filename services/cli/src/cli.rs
use crate::commands::{self, FormArgs, QueryArgs};
use application_forms::config::AppConfig;
use application_forms::error::AppError;
use application_forms::telemetry;
use clap::{Args, Parser, Subcommand};

#[derive(Parser, Debug)]
#[command(
    name = "application-forms",
    about = "Inspect and edit application forms through the REST API",
    version
)]
struct Cli {
    #[command(flatten)]
    connection: ConnectionArgs,
    #[command(subcommand)]
    command: Command,
}

#[derive(Args, Debug, Default)]
pub(crate) struct ConnectionArgs {
    /// Override the configured API base URL
    #[arg(long, global = true)]
    pub(crate) base_url: Option<String>,
    /// Override the configured request timeout (at least one second)
    #[arg(long, global = true, value_parser = clap::value_parser!(u64).range(1..))]
    pub(crate) timeout_secs: Option<u64>,
}

#[derive(Subcommand, Debug)]
enum Command {
    /// List application forms (dates as sent by the server)
    List(QueryArgs),
    /// Fetch one application form
    Get {
        /// Identifier of the form
        id: i64,
    },
    /// Create an application form
    Create(FormArgs),
    /// Replace an existing application form
    Update {
        /// Identifier of the form
        id: i64,
        #[command(flatten)]
        form: FormArgs,
    },
    /// Delete an application form
    Delete {
        /// Identifier of the form
        id: i64,
    },
    /// Full-text search over application forms
    Search {
        /// Search expression
        query: String,
        #[command(flatten)]
        params: QueryArgs,
    },
}

pub(crate) async fn run() -> Result<(), AppError> {
    let cli = Cli::parse();

    let mut config = AppConfig::load()?;
    if let Some(base_url) = cli.connection.base_url.as_deref() {
        config.api.set_base_url(base_url)?;
    }
    if let Some(secs) = cli.connection.timeout_secs {
        config.api.timeout = std::time::Duration::from_secs(secs);
    }

    telemetry::init(&config.telemetry)?;
    let client = commands::connect(&config)?;

    match cli.command {
        Command::List(args) => commands::list(&client, args).await,
        Command::Get { id } => commands::get(&client, id).await,
        Command::Create(form) => commands::create(&client, form).await,
        Command::Update { id, form } => commands::update(&client, id, form).await,
        Command::Delete { id } => commands::delete(&client, id).await,
        Command::Search { query, params } => commands::search(&client, &query, params).await,
    }
}
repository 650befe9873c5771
mod common;
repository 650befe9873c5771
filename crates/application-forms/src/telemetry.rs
//! Tracing setup for the command line shell.

use tracing_subscriber::filter::ParseError;
use tracing_subscriber::EnvFilter;

use crate::config::TelemetryConfig;

#[derive(Debug, thiserror::Error)]
pub enum TelemetryError {
    #[error("APP_LOG_LEVEL '{value}' is not a valid tracing filter")]
    InvalidLevel {
        value: String,
        #[source]
        source: ParseError,
    },
    #[error("tracing subscriber could not be installed: {0}")]
    Subscriber(#[source] Box<dyn std::error::Error + Send + Sync>),
}

/// Installs the global subscriber on stderr, leaving stdout to command output.
///
/// A usable `RUST_LOG` overrides `log_level`; colours follow `config.ansi`.
pub fn init(config: &TelemetryConfig) -> Result<(), TelemetryError> {
    let directives = std::env::var(EnvFilter::DEFAULT_ENV).ok();
    let filter = build_filter(directives.as_deref(), &config.log_level)?;

    tracing_subscriber::fmt()
        .with_env_filter(filter)
        .with_writer(std::io::stderr)
        .with_target(false)
        .with_ansi(config.ansi)
        .compact()
        .try_init()
        .map_err(TelemetryError::Subscriber)
}

/// Prefers non-blank, parseable `directives`; otherwise `log_level` must parse.
fn build_filter(directives: Option<&str>, log_level: &str) -> Result<EnvFilter, TelemetryError> {
    if let Some(filter) = directives
        .map(str::trim)
        .filter(|raw| !raw.is_empty())
        .and_then(|raw| EnvFilter::try_new(raw).ok())
    {
        return Ok(filter);
    }

    EnvFilter::try_new(log_level).map_err(|source| TelemetryError::InvalidLevel {
        value: log_level.to_string(),
        source,
    })
}

#[cfg(test)]
mod tests {
    use super::*;

    #[test]
    fn environment_directives_win_when_valid() {
        let filter = build_filter(Some("application_forms=trace"), "info").expect("valid filter");

        assert_eq!(filter.to_string(), "application_forms=trace");
    }

    #[test]
    fn blank_or_broken_directives_fall_back_to_log_level() {
        for directives in [None, Some("  "), Some("forms=loud")] {
            let filter = build_filter(directives, "warn").expect("fallback level is valid");

            assert_eq!(filter.to_string(), "warn", "directives {directives:?}");
        }
    }

    #[test]
    fn invalid_log_level_is_reported() {
        match build_filter(None, "forms=loud") {
            Err(TelemetryError::InvalidLevel { value, .. }) => assert_eq!(value, "forms=loud"),
            other => panic!("expected invalid level, got {other:?}"),
        }
    }
}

—————

**What to do:** Pull out each line of the entries that contains "stderr".

**Answer to this problem:**
/// Installs the global subscriber on stderr, leaving stdout to command output.
        .with_writer(std::io::stderr)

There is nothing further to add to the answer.